On the trial the appellant offered the testimony of witnesses Young and Wilcoxen who had been following the truck for sometime and who at the moment of the accident were about 75 yards behind the truck. They testified, in substance, that the Smith car was about 50 yards behind the truck and 25 yards in advance of their car when the truck began pulling out to the left to pass the car in front of it. That appellee did not pull to the “right hand side of the highway” after passing them, that “she just stayed on the left hand side'of the highway”; that “about the time she got to this truck, * * * the truck had started around another car, and whenever she started around him * * * she hit his [rear left] duals on his truck, and when she did, it threw the back end of her car around that way (indicating).

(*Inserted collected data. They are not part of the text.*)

//! Synthetic voices and the catalog the host makes available

use std::fmt;

/// Language tag prefix every selectable voice must carry
pub const ENGLISH_PREFIX: &str = "en";

/// A synthetic speech persona listed by a speech backend
#[derive(Debug, Clone, PartialEq, Eq)]
pub struct Voice {
    /// Backend-specific identifier used to hand the voice back to its backend
    pub id: String,

    /// Human readable name, e.g. "Microsoft Zira"
    pub name: String,

    /// Language tag, e.g. "en-US"
    pub language: String,
}

impl Voice {
    /// Create a voice whose id is its name
    pub fn new(name: impl Into<String>, language: impl Into<String>) -> Self {
        let name = name.into();
        Self {
            id: name.clone(),
            name,
            language: language.into(),
        }
    }

    /// Create a voice with an explicit backend id
    pub fn with_id(
        id: impl Into<String>,
        name: impl Into<String>,
        language: impl Into<String>,
    ) -> Self {
        Self {
            id: id.into(),
            name: name.into(),
            language: language.into(),
        }
    }

    /// Does this voice speak some variety of English?
    pub fn is_english(&self) -> bool {
        self.language.starts_with(ENGLISH_PREFIX)
    }
}

impl fmt::Display for Voice {
    fn fmt(&self, f: &mut fmt::Formatter<'_>) -> fmt::Result {
        write!(f, "{} ({})", self.name, self.language)
    }
}

/// Ordered list of voices, refreshed as the backend reports them
///
/// The catalog may be empty until the backend has finished loading its
/// voices; it is replaced wholesale on every refresh.
#[derive(Debug, Clone, Default, PartialEq, Eq)]
pub struct VoiceCatalog {
    voices: Vec<Voice>,
}

impl VoiceCatalog {
    /// Create an empty catalog
    pub fn new() -> Self {
        Self::default()
    }

    /// Replace the catalog contents
    pub fn replace(&mut self, voices: Vec<Voice>) {
        self.voices = voices;
    }

    /// Voices in the order the backend listed them
    pub fn voices(&self) -> &[Voice] {
        &self.voices
    }

    pub fn is_empty(&self) -> bool {
        self.voices.is_empty()
    }

    pub fn len(&self) -> usize {
        self.voices.len()
    }

    /// Names of all voices, for logging
    pub fn names(&self) -> Vec<&str> {
        self.voices.iter().map(|v| v.name.as_str()).collect()
    }
}

impl From<Vec<Voice>> for VoiceCatalog {
    fn from(voices: Vec<Voice>) -> Self {
        Self { voices }
    }
}

#[cfg(test)]
mod tests {
    use super::*;

    #[test]
    fn test_is_english() {
        assert!(Voice::new("Samantha", "en-US").is_english());
        assert!(Voice::new("Daniel", "en-GB").is_english());
        assert!(Voice::new("Plain", "en").is_english());
        assert!(!Voice::new("Thomas", "fr-FR").is_english());
        // Tags are matched as written, not normalised
        assert!(!Voice::new("Shouty", "EN-US").is_english());
    }

    #[test]
    fn test_catalog_replace() {
        let mut catalog = VoiceCatalog::new();
        assert!(catalog.is_empty());

        catalog.replace(vec![
            Voice::new("Samantha", "en-US"),
            Voice::new("Anna", "de-DE"),
        ]);
        assert_eq!(catalog.len(), 2);
        assert_eq!(catalog.names(), vec!["Samantha", "Anna"]);

        catalog.replace(Vec::new());
        assert!(catalog.is_empty());
    }

    #[test]
    fn test_display() {
        let voice = Voice::with_id("com.apple.samantha", "Samantha", "en-US");
        assert_eq!(voice.to_string(), "Samantha (en-US)");
        assert_eq!(voice.id, "com.apple.samantha");
    }
}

She went *282 plumb around his truck and- turned over.” That the truck and the car (it was passing) were side by side when the Smith car “got up to that point.”

Wilcoxen also testified that the appellee was traveling 50 or 60 miles an hour when it passed the car in which he was driving. Young testified the appellee’s car was traveling “plenty fast.” Both witnesses testified their own car was running about 35 miles an hour. One of these witnesses also testified that he never heard Mrs. Smith blow her horn or give any such signal. The truck driver testified that no such signals or warnings were heard by him.

The findings of the jury on the material issues have'been set-out above. This much of the testimony has been stated to show its conflicting nature and the closeness of the issues drawn.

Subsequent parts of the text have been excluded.